-- Given data follows --

//! Key-value storage abstraction for persisted configuration.
//!
//! The core never talks to a concrete storage backend directly; callers hand
//! in whatever implements [`KeyValueStore`].

use super::error::{Result, SecurityError};
use std::collections::BTreeMap;
use std::fs;
use std::io::ErrorKind;
use std::path::{Path, PathBuf};
use std::sync::{Mutex, PoisonError};
use tracing::debug;

pub trait KeyValueStore: Send + Sync {
    /// Returns the stored value, `None` if the key is absent.
    ///
    /// # Errors
    /// Returns `SecurityError::Config` if the backend cannot be read.
    fn get(&self, key: &str) -> Result<Option<String>>;

    /// # Errors
    /// Returns `SecurityError::Config` if the backend cannot be written.
    fn set(&self, key: &str, value: &str) -> Result<()>;

    /// Removes the key. Deleting an absent key is not an error.
    ///
    /// # Errors
    /// Returns `SecurityError::Config` if the backend cannot be written.
    fn delete(&self, key: &str) -> Result<()>;
}

#[derive(Debug, Default)]
pub struct MemoryStore {
    entries: Mutex<BTreeMap<String, String>>,
}

impl MemoryStore {
    #[must_use]
    pub fn new() -> Self {
        Self::default()
    }
}

impl KeyValueStore for MemoryStore {
    fn get(&self, key: &str) -> Result<Option<String>> {
        let entries = self.entries.lock().unwrap_or_else(PoisonError::into_inner);
        Ok(entries.get(key).cloned())
    }

    fn set(&self, key: &str, value: &str) -> Result<()> {
        let mut entries = self.entries.lock().unwrap_or_else(PoisonError::into_inner);
        entries.insert(key.to_string(), value.to_string());
        Ok(())
    }

    fn delete(&self, key: &str) -> Result<()> {
        let mut entries = self.entries.lock().unwrap_or_else(PoisonError::into_inner);
        entries.remove(key);
        Ok(())
    }
}

/// Stores all keys in a single JSON object on disk.
///
/// Writes go to a sibling temp file first and are renamed into place, so a
/// crash mid-write leaves the previous content intact.
#[derive(Debug)]
pub struct FileStore {
    path: PathBuf,
    lock: Mutex<()>,
}

impl FileStore {
    #[must_use]
    pub fn new(path: impl Into<PathBuf>) -> Self {
        Self {
            path: path.into(),
            lock: Mutex::new(()),
        }
    }

    #[must_use]
    pub fn path(&self) -> &Path {
        &self.path
    }

    fn read_all(&self) -> Result<BTreeMap<String, String>> {
        let raw = match fs::read_to_string(&self.path) {
            Ok(raw) => raw,
            Err(err) if err.kind() == ErrorKind::NotFound => {
                debug!(path = %self.path.display(), "store file absent, starting empty");
                return Ok(BTreeMap::new());
            }
            Err(err) => {
                return Err(SecurityError::Config(format!(
                    "failed to read {}: {err}",
                    self.path.display()
                )))
            }
        };

        if raw.trim().is_empty() {
            return Ok(BTreeMap::new());
        }

        serde_json::from_str(&raw).map_err(|err| {
            SecurityError::Config(format!("malformed store {}: {err}", self.path.display()))
        })
    }

    fn write_all(&self, entries: &BTreeMap<String, String>) -> Result<()> {
        let body = serde_json::to_string_pretty(entries)
            .map_err(|err| SecurityError::Config(format!("failed to encode store: {err}")))?;

        let tmp = self.path.with_extension("tmp");
        fs::write(&tmp, body).map_err(|err| {
            SecurityError::Config(format!("failed to write {}: {err}", tmp.display()))
        })?;
        fs::rename(&tmp, &self.path).map_err(|err| {
            SecurityError::Config(format!("failed to replace {}: {err}", self.path.display()))
        })
    }
}

impl KeyValueStore for FileStore {
    fn get(&self, key: &str) -> Result<Option<String>> {
        let _guard = self.lock.lock().unwrap_or_else(PoisonError::into_inner);
        Ok(self.read_all()?.remove(key))
    }

    fn set(&self, key: &str, value: &str) -> Result<()> {
        let _guard = self.lock.lock().unwrap_or_else(PoisonError::into_inner);
        let mut entries = self.read_all()?;
        entries.insert(key.to_string(), value.to_string());
        self.write_all(&entries)
    }

    fn delete(&self, key: &str) -> Result<()> {
        let _guard = self.lock.lock().unwrap_or_else(PoisonError::into_inner);
        let mut entries = self.read_all()?;
        if entries.remove(key).is_some() {
            self.write_all(&entries)?;
        }
        Ok(())
    }
}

-- Given data concluded --

**Assignment:** Filter the entries down to the lines with the word "format" in them.

**Response area:**
                return Err(SecurityError::Config(format!(
            SecurityError::Config(format!("malformed store {}: {err}", self.path.display()))
            .map_err(|err| SecurityError::Config(format!("failed to encode store: {err}")))?;
            SecurityError::Config(format!("failed to write {}: {err}", tmp.display()))
            SecurityError::Config(format!("failed to replace {}: {err}", self.path.display()))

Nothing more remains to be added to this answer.